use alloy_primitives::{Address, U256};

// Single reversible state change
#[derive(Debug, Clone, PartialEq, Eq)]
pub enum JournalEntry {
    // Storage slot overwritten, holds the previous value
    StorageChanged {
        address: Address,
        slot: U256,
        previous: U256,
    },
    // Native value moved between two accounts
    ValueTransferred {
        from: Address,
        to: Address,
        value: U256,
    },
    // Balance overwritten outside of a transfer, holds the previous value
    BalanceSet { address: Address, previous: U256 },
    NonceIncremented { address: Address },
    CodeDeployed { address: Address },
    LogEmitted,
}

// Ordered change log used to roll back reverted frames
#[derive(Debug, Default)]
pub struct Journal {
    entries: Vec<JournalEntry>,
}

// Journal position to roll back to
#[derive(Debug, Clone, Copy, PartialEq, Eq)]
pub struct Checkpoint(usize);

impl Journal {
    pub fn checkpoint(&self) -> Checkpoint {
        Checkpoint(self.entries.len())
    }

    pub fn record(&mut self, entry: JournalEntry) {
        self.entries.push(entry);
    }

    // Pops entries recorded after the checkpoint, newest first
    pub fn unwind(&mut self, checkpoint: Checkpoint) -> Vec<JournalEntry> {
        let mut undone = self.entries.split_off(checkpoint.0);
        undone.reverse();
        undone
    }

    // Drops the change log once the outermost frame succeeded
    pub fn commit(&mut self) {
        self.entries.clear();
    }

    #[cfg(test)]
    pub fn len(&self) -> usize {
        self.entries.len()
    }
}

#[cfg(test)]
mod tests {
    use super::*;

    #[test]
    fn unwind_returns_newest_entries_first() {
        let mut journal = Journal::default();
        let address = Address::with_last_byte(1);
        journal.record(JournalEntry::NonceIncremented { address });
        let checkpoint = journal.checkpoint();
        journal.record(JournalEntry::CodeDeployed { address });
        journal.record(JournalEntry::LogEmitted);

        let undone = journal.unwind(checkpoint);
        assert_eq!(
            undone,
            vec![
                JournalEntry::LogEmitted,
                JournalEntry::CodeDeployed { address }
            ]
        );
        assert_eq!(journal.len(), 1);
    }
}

● ● ● ●

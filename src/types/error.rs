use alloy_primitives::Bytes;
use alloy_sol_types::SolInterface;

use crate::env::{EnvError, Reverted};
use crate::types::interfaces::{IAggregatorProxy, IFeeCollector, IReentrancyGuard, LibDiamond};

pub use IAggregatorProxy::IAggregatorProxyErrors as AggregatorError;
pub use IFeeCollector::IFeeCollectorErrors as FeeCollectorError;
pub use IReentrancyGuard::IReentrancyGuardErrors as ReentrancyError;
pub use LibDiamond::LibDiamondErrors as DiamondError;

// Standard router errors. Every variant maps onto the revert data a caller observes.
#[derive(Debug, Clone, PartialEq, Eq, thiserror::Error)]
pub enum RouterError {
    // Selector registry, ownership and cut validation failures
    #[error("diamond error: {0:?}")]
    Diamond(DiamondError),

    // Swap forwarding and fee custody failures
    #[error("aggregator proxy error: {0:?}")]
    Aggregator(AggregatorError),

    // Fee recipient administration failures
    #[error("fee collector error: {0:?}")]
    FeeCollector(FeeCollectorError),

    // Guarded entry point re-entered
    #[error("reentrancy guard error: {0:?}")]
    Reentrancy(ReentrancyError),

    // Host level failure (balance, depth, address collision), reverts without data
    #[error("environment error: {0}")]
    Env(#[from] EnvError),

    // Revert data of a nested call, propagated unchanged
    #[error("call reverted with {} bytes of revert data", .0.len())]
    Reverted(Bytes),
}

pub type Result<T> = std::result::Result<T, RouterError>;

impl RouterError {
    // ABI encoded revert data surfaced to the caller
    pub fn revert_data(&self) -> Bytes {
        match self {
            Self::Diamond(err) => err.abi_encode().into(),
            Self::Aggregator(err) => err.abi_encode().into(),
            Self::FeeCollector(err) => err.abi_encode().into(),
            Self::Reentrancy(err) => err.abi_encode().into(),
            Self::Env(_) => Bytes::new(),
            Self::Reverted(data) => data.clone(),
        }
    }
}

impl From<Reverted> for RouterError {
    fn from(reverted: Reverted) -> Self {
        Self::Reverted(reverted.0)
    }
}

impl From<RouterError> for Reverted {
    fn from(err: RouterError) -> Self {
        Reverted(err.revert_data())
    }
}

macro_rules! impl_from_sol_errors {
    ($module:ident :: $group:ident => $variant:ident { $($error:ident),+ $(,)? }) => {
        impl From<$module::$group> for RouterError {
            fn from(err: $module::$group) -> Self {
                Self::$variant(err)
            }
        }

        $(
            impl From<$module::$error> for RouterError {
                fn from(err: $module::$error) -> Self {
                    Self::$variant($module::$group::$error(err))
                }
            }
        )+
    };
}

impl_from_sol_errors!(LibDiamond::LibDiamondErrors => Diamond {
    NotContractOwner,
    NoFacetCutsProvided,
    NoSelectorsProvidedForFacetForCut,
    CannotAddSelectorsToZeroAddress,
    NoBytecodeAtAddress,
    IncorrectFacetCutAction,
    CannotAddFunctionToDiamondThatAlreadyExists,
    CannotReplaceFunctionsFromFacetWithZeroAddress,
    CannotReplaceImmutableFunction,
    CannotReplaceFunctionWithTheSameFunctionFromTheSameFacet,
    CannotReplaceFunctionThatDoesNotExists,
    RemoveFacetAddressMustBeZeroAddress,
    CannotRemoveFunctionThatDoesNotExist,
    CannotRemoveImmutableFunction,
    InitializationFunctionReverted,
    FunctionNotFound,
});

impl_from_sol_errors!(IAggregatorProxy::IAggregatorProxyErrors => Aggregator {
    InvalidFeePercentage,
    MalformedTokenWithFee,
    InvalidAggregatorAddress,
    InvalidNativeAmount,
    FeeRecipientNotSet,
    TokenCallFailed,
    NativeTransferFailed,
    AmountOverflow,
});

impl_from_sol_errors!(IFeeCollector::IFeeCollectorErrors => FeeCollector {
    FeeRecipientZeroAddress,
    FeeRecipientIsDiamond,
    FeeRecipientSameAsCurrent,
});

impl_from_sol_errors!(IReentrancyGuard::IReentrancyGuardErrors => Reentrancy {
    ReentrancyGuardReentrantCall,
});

● ● ● ●

**WORK REQUEST:** Please reproduce the lines from the line with "pub use LibDiamond::LibDiamondErrors" to the line with "to the caller", both ends included, exactly as they appear above.

**EXERCISE RESULT:**
pub use LibDiamond::LibDiamondErrors as DiamondError;

// Standard router errors. Every variant maps onto the revert data a caller observes.
#[derive(Debug, Clone, PartialEq, Eq, thiserror::Error)]
pub enum RouterError {
    // Selector registry, ownership and cut validation failures
    #[error("diamond error: {0:?}")]
    Diamond(DiamondError),

    // Swap forwarding and fee custody failures
    #[error("aggregator proxy error: {0:?}")]
    Aggregator(AggregatorError),

    // Fee recipient administration failures
    #[error("fee collector error: {0:?}")]
    FeeCollector(FeeCollectorError),

    // Guarded entry point re-entered
    #[error("reentrancy guard error: {0:?}")]
    Reentrancy(ReentrancyError),

    // Host level failure (balance, depth, address collision), reverts without data
    #[error("environment error: {0}")]
    Env(#[from] EnvError),

    // Revert data of a nested call, propagated unchanged
    #[error("call reverted with {} bytes of revert data", .0.len())]
    Reverted(Bytes),
}

pub type Result<T> = std::result::Result<T, RouterError>;

impl RouterError {
    // ABI encoded revert data surfaced to the caller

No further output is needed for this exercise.